### Problem to solve
Please copy out the entries below exactly, beginning with the line that contains "filename crates/showroom-core/src/models/mod.rs" and ending with the line that contains "pub use make::Make;", and include nothing outside that span.

Collected data:
◆ ◆ ◆

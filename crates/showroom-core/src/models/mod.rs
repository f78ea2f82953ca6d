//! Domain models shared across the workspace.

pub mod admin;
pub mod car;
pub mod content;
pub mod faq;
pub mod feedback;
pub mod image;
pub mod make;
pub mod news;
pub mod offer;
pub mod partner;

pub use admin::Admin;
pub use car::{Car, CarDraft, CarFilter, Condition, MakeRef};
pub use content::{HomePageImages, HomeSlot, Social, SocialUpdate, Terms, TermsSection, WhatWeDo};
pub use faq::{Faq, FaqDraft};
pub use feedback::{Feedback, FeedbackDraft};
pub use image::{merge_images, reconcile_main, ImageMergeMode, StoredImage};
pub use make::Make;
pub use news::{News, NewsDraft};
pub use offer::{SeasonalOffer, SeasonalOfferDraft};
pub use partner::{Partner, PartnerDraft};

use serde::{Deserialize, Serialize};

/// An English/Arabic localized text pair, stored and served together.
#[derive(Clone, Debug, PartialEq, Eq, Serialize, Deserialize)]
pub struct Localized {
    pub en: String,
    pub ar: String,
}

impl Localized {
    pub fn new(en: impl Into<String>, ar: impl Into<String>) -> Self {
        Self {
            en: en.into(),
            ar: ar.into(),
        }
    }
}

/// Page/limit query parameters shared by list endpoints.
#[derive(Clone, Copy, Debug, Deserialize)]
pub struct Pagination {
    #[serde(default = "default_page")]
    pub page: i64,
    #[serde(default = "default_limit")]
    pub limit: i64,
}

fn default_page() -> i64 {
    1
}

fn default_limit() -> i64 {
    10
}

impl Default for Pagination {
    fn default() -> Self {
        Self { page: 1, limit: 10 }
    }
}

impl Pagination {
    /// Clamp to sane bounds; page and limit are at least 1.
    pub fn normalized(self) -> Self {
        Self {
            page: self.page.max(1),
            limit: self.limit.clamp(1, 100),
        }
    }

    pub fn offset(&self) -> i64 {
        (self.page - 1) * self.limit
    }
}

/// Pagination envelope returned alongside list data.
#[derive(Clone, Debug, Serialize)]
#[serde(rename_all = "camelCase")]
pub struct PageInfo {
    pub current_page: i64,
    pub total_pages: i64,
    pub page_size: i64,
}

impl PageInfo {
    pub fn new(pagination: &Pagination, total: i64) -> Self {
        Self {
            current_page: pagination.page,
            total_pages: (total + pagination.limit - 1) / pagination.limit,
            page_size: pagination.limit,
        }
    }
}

◆ ◆ ◆

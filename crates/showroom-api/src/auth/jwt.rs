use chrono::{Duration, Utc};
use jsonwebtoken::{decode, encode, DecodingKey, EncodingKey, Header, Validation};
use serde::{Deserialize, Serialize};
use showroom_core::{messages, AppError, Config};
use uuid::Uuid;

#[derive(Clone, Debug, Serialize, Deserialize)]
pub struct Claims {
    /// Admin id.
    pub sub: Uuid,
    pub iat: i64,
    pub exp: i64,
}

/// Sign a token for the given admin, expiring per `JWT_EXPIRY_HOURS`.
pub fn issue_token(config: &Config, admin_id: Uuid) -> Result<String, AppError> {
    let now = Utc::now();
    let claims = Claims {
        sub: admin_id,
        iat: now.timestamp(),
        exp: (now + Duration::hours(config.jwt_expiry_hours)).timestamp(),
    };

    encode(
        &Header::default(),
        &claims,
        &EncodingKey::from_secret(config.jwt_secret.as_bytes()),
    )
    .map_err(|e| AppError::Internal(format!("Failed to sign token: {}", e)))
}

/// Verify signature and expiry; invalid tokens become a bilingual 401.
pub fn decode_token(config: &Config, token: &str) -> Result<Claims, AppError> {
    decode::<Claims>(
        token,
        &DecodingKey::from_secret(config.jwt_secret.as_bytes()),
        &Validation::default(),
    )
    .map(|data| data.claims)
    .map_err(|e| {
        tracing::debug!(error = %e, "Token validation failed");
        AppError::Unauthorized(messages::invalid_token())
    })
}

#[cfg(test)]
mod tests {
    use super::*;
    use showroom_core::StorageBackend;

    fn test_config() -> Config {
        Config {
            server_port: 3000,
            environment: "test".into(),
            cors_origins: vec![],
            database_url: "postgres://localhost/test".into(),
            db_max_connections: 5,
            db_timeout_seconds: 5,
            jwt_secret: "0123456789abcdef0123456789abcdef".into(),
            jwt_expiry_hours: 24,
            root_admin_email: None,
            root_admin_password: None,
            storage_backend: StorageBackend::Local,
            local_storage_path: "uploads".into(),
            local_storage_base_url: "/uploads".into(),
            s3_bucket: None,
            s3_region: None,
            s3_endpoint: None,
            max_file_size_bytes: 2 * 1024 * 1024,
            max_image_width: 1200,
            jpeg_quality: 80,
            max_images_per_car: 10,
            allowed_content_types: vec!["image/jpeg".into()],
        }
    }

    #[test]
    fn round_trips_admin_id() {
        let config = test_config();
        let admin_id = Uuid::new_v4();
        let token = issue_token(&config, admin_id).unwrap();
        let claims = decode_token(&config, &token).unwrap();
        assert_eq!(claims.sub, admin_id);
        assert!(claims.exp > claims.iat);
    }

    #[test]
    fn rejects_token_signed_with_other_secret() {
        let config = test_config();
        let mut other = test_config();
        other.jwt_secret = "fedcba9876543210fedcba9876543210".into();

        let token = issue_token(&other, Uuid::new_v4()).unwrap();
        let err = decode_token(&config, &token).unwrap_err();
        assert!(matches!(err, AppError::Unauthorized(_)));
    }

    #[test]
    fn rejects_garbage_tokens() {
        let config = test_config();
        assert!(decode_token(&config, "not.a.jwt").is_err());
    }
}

◆ ◆ ◆

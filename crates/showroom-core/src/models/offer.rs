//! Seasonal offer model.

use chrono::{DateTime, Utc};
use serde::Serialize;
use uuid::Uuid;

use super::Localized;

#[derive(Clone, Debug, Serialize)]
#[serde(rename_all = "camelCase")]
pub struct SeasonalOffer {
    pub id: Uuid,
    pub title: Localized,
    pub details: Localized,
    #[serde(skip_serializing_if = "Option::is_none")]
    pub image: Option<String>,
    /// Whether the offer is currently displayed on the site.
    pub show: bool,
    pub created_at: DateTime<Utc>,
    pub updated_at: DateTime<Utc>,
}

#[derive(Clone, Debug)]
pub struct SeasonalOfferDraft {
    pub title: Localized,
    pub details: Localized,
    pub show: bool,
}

◆ ◆ ◆

### Exercise response
filename crates/showroom-core/src/models/mod.rs
repository f78ea2f82953ca6d
//! Domain models shared across the workspace.

pub mod admin;
pub mod car;
pub mod content;
pub mod faq;
pub mod feedback;
pub mod image;
pub mod make;
pub mod news;
pub mod offer;
pub mod partner;

pub use admin::Admin;
pub use car::{Car, CarDraft, CarFilter, Condition, MakeRef};
pub use content::{HomePageImages, HomeSlot, Social, SocialUpdate, Terms, TermsSection, WhatWeDo};
pub use faq::{Faq, FaqDraft};
pub use feedback::{Feedback, FeedbackDraft};
pub use image::{merge_images, reconcile_main, ImageMergeMode, StoredImage};
pub use make::Make;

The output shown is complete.